While Boeing has touted the Dreamliner as a kind of breakthrough, it was an incremental improvement on the same jet planes we’ve been flying on since the 1950s, and did little to change the procedures of pilots and flight attendants.

To be sure, continuous improvement of jet plane technologies has contributed to making flying safer than ever.

But the key factors were executive-level commitment to risk reduction, a company-wide safety culture, better emergency trainings, inspections and accident investigations.

Second, how do you make a technology that almost never harms anybody any safer than it already is?

Fossil fuels operating normally kill far more people than nuclear plants do when they malfunction.

And given such tiny health impacts, it’s simply not clear that making plants any safer is actually possible. Long time horizons and small sample sizes will likely make it impossible to ever know — scientifically — that newer plant designs are safer.

Advocates of new designs, including the EPR and AP1000, will acknowledge this point, but point to their enhanced safety, such as the EPR’s double containment dome, the AP1000’s back-up water system, or meltdown-proof fuel-coolant mixtures.

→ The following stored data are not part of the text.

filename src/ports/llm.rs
/// Generation backend port trait
///
/// Defines the interface to the external text-generation service.
/// Implementations: Anthropic (production), MockBackend (tests).
use crate::error::Result;
use async_trait::async_trait;
use serde::{Deserialize, Serialize};

/// Model used for every synthesis call.
pub const DEFAULT_MODEL: &str = "claude-3-5-sonnet-20241022";

/// Ceiling on generated output per audience.
pub const DEFAULT_MAX_TOKENS: u32 = 1500;

/// Low temperature favoring deterministic narrative output.
pub const DEFAULT_TEMPERATURE: f32 = 0.3;

/// Configuration for generation requests
#[derive(Debug, Clone, Serialize, Deserialize)]
pub struct GenerationConfig {
    /// Model identifier, e.g. "claude-3-5-sonnet-20241022"
    pub model: String,

    /// Maximum tokens in the response
    pub max_tokens: u32,

    /// Temperature for generation (0.0 to 1.0)
    pub temperature: Option<f32>,
}

impl Default for GenerationConfig {
    fn default() -> Self {
        Self {
            model: DEFAULT_MODEL.to_string(),
            max_tokens: DEFAULT_MAX_TOKENS,
            temperature: Some(DEFAULT_TEMPERATURE),
        }
    }
}

/// Port trait for the text-generation backend.
///
/// The returned text is opaque: callers take the first text block the service
/// produced and never parse further.
#[async_trait]
pub trait GenerationPort: Send + Sync {
    /// Runs one generation instruction to completion.
    async fn generate(&self, config: &GenerationConfig, instruction: &str) -> Result<String>;

    /// Get the provider name
    fn provider_name(&self) -> &str;

    /// Check if the service is configured (has API key)
    fn is_configured(&self) -> bool;
}
//! Command-line front-end
//!
//! Reads a transcript file, runs one synthesis request, writes the artifact
//! files and reports per-audience status. The synthesis engine itself lives
//! in the library.

use anyhow::{bail, Context};
use interview_synth::adapters::services::llm::AnthropicBackend;
use interview_synth::domain::catalog;
use interview_synth::domain::models::{
    Audience, NarrativeLength, SynthesisParameters, SynthesisRequest,
};
use interview_synth::utils::export::write_artifacts;
use interview_synth::utils::keychain::{resolve_api_key, KeychainCredentials};
use interview_synth::Synthesizer;
use std::path::PathBuf;
use std::sync::Arc;

struct CliArgs {
    transcript_path: PathBuf,
    audiences: Vec<Audience>,
    words: u32,
    headlines: u8,
    themes: Vec<String>,
    out_dir: PathBuf,
    json: bool,
}

const USAGE: &str = "Usage: interview-synth <transcript-file> --audiences <names> [options]

Options:
  --audiences <names>   Comma-separated audience names, e.g. \"CEOs,Board Directors\"
  --words <n>           Narrative word count: 100, 250 or 500 (default 100)
  --headlines <n>       Headline options per audience, 1-5 (default 1)
  --themes <labels>     Comma-separated focus themes (default none)
  --out <dir>           Output directory for artifact files (default .)
  --json                Print the full output as JSON instead of writing files
  --list-audiences      Print the audience catalog and exit";

fn parse_args() -> anyhow::Result<CliArgs> {
    let mut args = std::env::args().skip(1);
    let mut transcript_path = None;
    let mut audience_names = None;
    let mut words = 100;
    let mut headlines = 1;
    let mut themes = Vec::new();
    let mut out_dir = PathBuf::from(".");
    let mut json = false;

    while let Some(arg) = args.next() {
        match arg.as_str() {
            "--audiences" => {
                audience_names = Some(args.next().context("--audiences needs a value")?)
            }
            "--words" => {
                words = args
                    .next()
                    .context("--words needs a value")?
                    .parse()
                    .context("--words must be a number")?
            }
            "--headlines" => {
                headlines = args
                    .next()
                    .context("--headlines needs a value")?
                    .parse()
                    .context("--headlines must be a number")?
            }
            "--themes" => {
                themes = args
                    .next()
                    .context("--themes needs a value")?
                    .split(',')
                    .map(|t| t.trim().to_string())
                    .collect()
            }
            "--out" => out_dir = PathBuf::from(args.next().context("--out needs a value")?),
            "--json" => json = true,
            "--list-audiences" => {
                for profile in catalog::all() {
                    println!("{}", profile.name());
                }
                std::process::exit(0);
            }
            "--help" | "-h" => {
                println!("{}", USAGE);
                std::process::exit(0);
            }
            other if !other.starts_with("--") && transcript_path.is_none() => {
                transcript_path = Some(PathBuf::from(other));
            }
            other => bail!("unrecognized argument: {}\n\n{}", other, USAGE),
        }
    }

    let transcript_path = transcript_path.context(USAGE)?;
    let audience_names =
        audience_names.with_context(|| format!("--audiences is required\n\n{}", USAGE))?;

    // Resolve every name through the catalog before anything else runs.
    let audiences = audience_names
        .split(',')
        .map(|name| catalog::resolve(name).map(|profile| profile.audience))
        .collect::<interview_synth::Result<Vec<Audience>>>()?;

    Ok(CliArgs {
        transcript_path,
        audiences,
        words,
        headlines,
        themes,
        out_dir,
        json,
    })
}

#[tokio::main]
async fn main() -> anyhow::Result<()> {
    env_logger::init();

    let args = parse_args()?;

    let transcript = std::fs::read_to_string(&args.transcript_path)
        .with_context(|| format!("failed to read {}", args.transcript_path.display()))?;

    let parameters = SynthesisParameters::new(
        NarrativeLength::from_words(args.words)?,
        args.headlines,
        args.themes,
    )?;
    let request = SynthesisRequest::new(transcript, args.audiences, parameters)?;

    let api_key = resolve_api_key(&KeychainCredentials::new())?;
    let backend = Arc::new(AnthropicBackend::new(api_key)?);
    let synthesizer = Synthesizer::new(backend);

    let output = synthesizer.synthesize(&request).await?;

    if args.json {
        println!("{}", output.to_json()?);
        return Ok(());
    }

    for result in &output.results {
        match &result.error {
            None => println!("{}: ok", result.audience),
            Some(error) => println!("{}: FAILED - {}", result.audience, error),
        }
    }

    let written = write_artifacts(&args.out_dir, &output.artifacts)?;
    for path in &written {
        println!("wrote {}", path.display());
    }

    println!(
        "{}/{} summaries generated ({} total this session)",
        output.successes(),
        output.results.len(),
        synthesizer.total_generated()
    );

    Ok(())
}
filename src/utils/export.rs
//! Artifact file export
//!
//! Writes each audience's artifact, plus the combined artifact when present,
//! as plain-text files named the way downloads are named.

use crate::error::Result;
use crate::synthesis::aggregate::{AggregatedArtifacts, CombinedArtifact};
use std::fs;
use std::path::{Path, PathBuf};

/// Timestamp fragment baked into export file names.
pub fn export_stamp() -> String {
    chrono::Local::now().format("%Y%m%d_%H%M").to_string()
}

/// Writes one file per audience and, when present, the combined file.
/// Returns the written paths in artifact order.
pub fn write_artifacts(dir: &Path, artifacts: &AggregatedArtifacts) -> Result<Vec<PathBuf>> {
    fs::create_dir_all(dir)?;
    let stamp = export_stamp();
    let mut written = Vec::new();

    for artifact in &artifacts.per_audience {
        let path = dir.join(artifact.file_name(&stamp));
        fs::write(&path, &artifact.content)?;
        written.push(path);
    }

    if let Some(combined) = &artifacts.combined {
        let path = dir.join(CombinedArtifact::file_name(&stamp));
        fs::write(&path, &combined.content)?;
        written.push(path);
    }

    log::info!("Wrote {} artifact file(s) to {}", written.len(), dir.display());
    Ok(written)
}
/// Adapters - implementations of the port traits for external services.
pub mod services;
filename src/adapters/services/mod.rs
//! External service adapters

pub mod llm;
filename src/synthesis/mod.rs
//! Synthesis orchestration
//!
//! Dispatches one backend call per selected audience and collects the results
//! in selection order, isolating per-audience failures.

pub mod aggregate;
pub mod counter;

use crate::domain::catalog;
use crate::domain::models::{Audience, SynthesisRequest, SynthesisResult};
use crate::domain::prompts::{Instruction, PromptBuilder};
use crate::error::{AppError, Result};
use crate::ports::llm::{GenerationConfig, GenerationPort};
use futures_util::future::join_all;
use std::sync::Arc;

pub use aggregate::{AggregatedArtifacts, Artifact, CombinedArtifact, ResultAggregator};
pub use counter::RequestCounter;

/// Runs one synthesis request against the generation backend.
pub struct SynthesisOrchestrator {
    backend: Arc<dyn GenerationPort>,
    config: GenerationConfig,
}

impl SynthesisOrchestrator {
    /// Creates an orchestrator with the fixed default call parameters.
    pub fn new(backend: Arc<dyn GenerationPort>) -> Self {
        Self::with_config(backend, GenerationConfig::default())
    }

    pub fn with_config(backend: Arc<dyn GenerationPort>, config: GenerationConfig) -> Self {
        Self { backend, config }
    }

    /// Produces one `SynthesisResult` per requested audience, in selection
    /// order.
    ///
    /// All instructions are built before anything is dispatched, so
    /// request-level failures abort with no backend call made. The calls
    /// themselves run concurrently; a failed call yields a failed result for
    /// that audience only and is never retried. Results are joined back in
    /// selection order regardless of completion order.
    pub async fn run(&self, request: &SynthesisRequest) -> Result<Vec<SynthesisResult>> {
        if !self.backend.is_configured() {
            return Err(AppError::ConfigurationMissing);
        }

        let jobs: Vec<(Audience, Instruction)> = request
            .audiences()
            .iter()
            .map(|&audience| {
                let profile = catalog::profile(audience);
                PromptBuilder::build(request.transcript(), profile, request.parameters())
                    .map(|instruction| (audience, instruction))
            })
            .collect::<Result<_>>()?;

        log::info!(
            "Dispatching {} synthesis call(s) to {}",
            jobs.len(),
            self.backend.provider_name()
        );

        let calls = jobs.iter().map(|(audience, instruction)| {
            let audience = *audience;
            async move {
                match self
                    .backend
                    .generate(&self.config, instruction.text())
                    .await
                {
                    Ok(content) => SynthesisResult::success(audience, content),
                    Err(error) => {
                        log::warn!("Synthesis failed for {}: {}", audience, error);
                        SynthesisResult::failure(audience, &error)
                    }
                }
            }
        });

        let results = join_all(calls).await;

        log::info!(
            "Synthesis complete: {}/{} audience(s) succeeded",
            results.iter().filter(|r| r.is_success()).count(),
            results.len()
        );

        Ok(results)
    }
}
//! Admission submission gateway.
//!
//! Stands in for the network round trip that turns an accepted draft into a
//! stored record. A real backend implements [`AdmissionGateway`]; the flow
//! and the validator do not change.

use std::time::Duration;

use thiserror::Error;

use crate::models::{Patient, PatientDraft};

/// Gateway errors.
#[derive(Error, Debug, Clone, PartialEq, Eq)]
pub enum GatewayError {
    #[error("Submission rejected: {0}")]
    Rejected(String),

    #[error("Backend unavailable: {0}")]
    Unavailable(String),
}

pub type GatewayResult<T> = Result<T, GatewayError>;

/// Submit an accepted draft and get the created record back.
pub trait AdmissionGateway {
    fn submit(&self, draft: PatientDraft) -> GatewayResult<Patient>;
}

/// Gateway that creates records locally after a fixed, blocking delay.
#[derive(Debug, Clone)]
pub struct InMemoryGateway {
    delay: Duration,
}

impl InMemoryGateway {
    pub fn new(delay: Duration) -> Self {
        Self { delay }
    }

    /// No delay (for tests).
    pub fn immediate() -> Self {
        Self::new(Duration::ZERO)
    }

    pub fn delay(&self) -> Duration {
        self.delay
    }
}

impl Default for InMemoryGateway {
    fn default() -> Self {
        Self::new(Duration::from_millis(1000))
    }
}

impl AdmissionGateway for InMemoryGateway {
    fn submit(&self, draft: PatientDraft) -> GatewayResult<Patient> {
        if !self.delay.is_zero() {
            std::thread::sleep(self.delay);
        }
        draft
            .into_patient()
            .ok_or_else(|| GatewayError::Rejected("Tanggal masuk tidak valid".into()))
    }
}
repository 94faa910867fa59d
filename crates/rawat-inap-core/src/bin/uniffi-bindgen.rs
fn main() {
    uniffi::uniffi_bindgen_main()
}
//! Admission form state: the draft being edited and its field errors.

use chrono::NaiveDate;

use crate::models::PatientDraft;
use crate::validation::{DraftField, ValidationErrors};

/// An open admission form.
#[derive(Debug, Clone, PartialEq, Eq)]
pub struct AdmissionForm {
    draft: PatientDraft,
    errors: ValidationErrors,
}

impl AdmissionForm {
    /// Blank form with the admission date preset to `today`.
    pub fn new(today: NaiveDate) -> Self {
        Self {
            draft: PatientDraft::new(today),
            errors: ValidationErrors::new(),
        }
    }

    pub fn draft(&self) -> &PatientDraft {
        &self.draft
    }

    pub fn errors(&self) -> &ValidationErrors {
        &self.errors
    }

    /// Apply a user edit. Any error shown for that field is dropped at once.
    pub fn edit(&mut self, field: DraftField, value: impl Into<String>) {
        let value = value.into();
        match field {
            DraftField::Nama => self.draft.nama = value,
            DraftField::Nik => self.draft.nik = value,
            DraftField::DiagnosaMasuk => self.draft.diagnosa_masuk = value,
            DraftField::TanggalMasuk => self.draft.tanggal_masuk = value,
            DraftField::DokterPenanggungJawab => self.draft.dokter_penanggung_jawab = value,
            DraftField::Ruangan => self.draft.ruangan = value,
        }
        self.errors.clear(field);
    }

    pub(crate) fn set_errors(&mut self, errors: ValidationErrors) {
        self.errors = errors;
    }
}
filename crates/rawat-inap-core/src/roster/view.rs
//! Filter, sort and paginate the roster.

use serde::Serialize;

use super::{RosterQuery, SortDirection};
use crate::models::Patient;

/// Default number of rows per page.
pub const DEFAULT_PAGE_SIZE: usize = 10;

/// One visible page of the roster plus pagination metadata.
#[derive(Debug, Clone, Serialize, PartialEq)]
pub struct RosterPage<'a> {
    pub rows: Vec<&'a Patient>,
    /// Page actually shown (1-based, after clamping)
    pub page: usize,
    pub page_size: usize,
    /// Rows left after filtering
    pub total_filtered: usize,
    /// Rows before filtering
    pub total_patients: usize,
    pub total_pages: usize,
    /// 0-based start of the window in the filtered list (inclusive)
    pub start_index: usize,
    /// 0-based end of the window in the filtered list (exclusive)
    pub end_index: usize,
}

impl<'a> RosterPage<'a> {
    /// Nothing to show: render the empty state instead of a table.
    pub fn is_empty(&self) -> bool {
        self.rows.is_empty()
    }

    pub fn has_previous(&self) -> bool {
        self.page > 1
    }

    pub fn has_next(&self) -> bool {
        self.page < self.total_pages
    }

    /// Pagination controls are only shown for more than one page.
    pub fn shows_pagination(&self) -> bool {
        self.total_pages > 1
    }

    /// "Menampilkan X - Y dari Z hasil", or `None` for an empty page.
    pub fn caption(&self) -> Option<String> {
        if self.is_empty() {
            return None;
        }
        Some(format!(
            "Menampilkan {} - {} dari {} hasil",
            self.start_index + 1,
            self.end_index,
            self.total_filtered
        ))
    }

    /// Header line above the table.
    pub fn summary(&self) -> String {
        format!(
            "Total {} pasien dari {} total",
            self.total_filtered, self.total_patients
        )
    }
}

/// Compute the visible page for `query`.
///
/// Ascending order is a stable sort on the chosen column; descending order is
/// exactly its reverse. The requested page is clamped to the valid range.
pub fn roster_page<'a>(
    patients: &'a [Patient],
    query: &RosterQuery,
    page_size: usize,
) -> RosterPage<'a> {
    let page_size = page_size.max(1);

    let mut filtered: Vec<&Patient> = patients.iter().filter(|p| query.matches(p)).collect();
    filtered.sort_by(|a, b| query.sort_field.compare(a, b));
    if query.sort_direction == SortDirection::Desc {
        filtered.reverse();
    }

    let total_filtered = filtered.len();
    let total_pages = total_filtered.div_ceil(page_size);
    let page = query.page.clamp(1, total_pages.max(1));
    let start_index = ((page - 1) * page_size).min(total_filtered);
    let end_index = (start_index + page_size).min(total_filtered);

    tracing::debug!(
        search = %query.search,
        total_filtered,
        total_pages,
        page,
        "roster page computed"
    );

    RosterPage {
        rows: filtered[start_index..end_index].to_vec(),
        page,
        page_size,
        total_filtered,
        total_patients: patients.len(),
        total_pages,
        start_index,
        end_index,
    }
}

But the Nuclear Regulatory Commission has already ruled that all new nuclear plants will be subject to the Aircraft Rule and thus require containment domes.

And containment domes are not as large of an expense as is sometimes suggested. A 2012 Black and Veatch study estimated that for the AP1000 the reactor island was just 13 percent of total plant costs. And the reactor island’s actual share of costs would be lower given the $10 billion in cost overruns of the two US AP1000s.

The key takeaway from the Toshiba and Areva debacles is that the cost overruns due to construction delays from building a highly regulated FOAK nuclear plant swamp any savings from modestly smaller amounts of necessary equipment.

Finally, the overwhelming amount of harm caused by accidents are due to fear and panic, not radiation exposure.

What made Three Mile Island, Chernobyl and Fukushima the three worst nuclear accidents wasn’t the radiation released. The fire at an innovative gas-cooled reactor in Windscale, England, in 1957, and the partial meltdown of a sodium-cooled reactor near Detroit in 1966, were both far worse than Three Mile Island.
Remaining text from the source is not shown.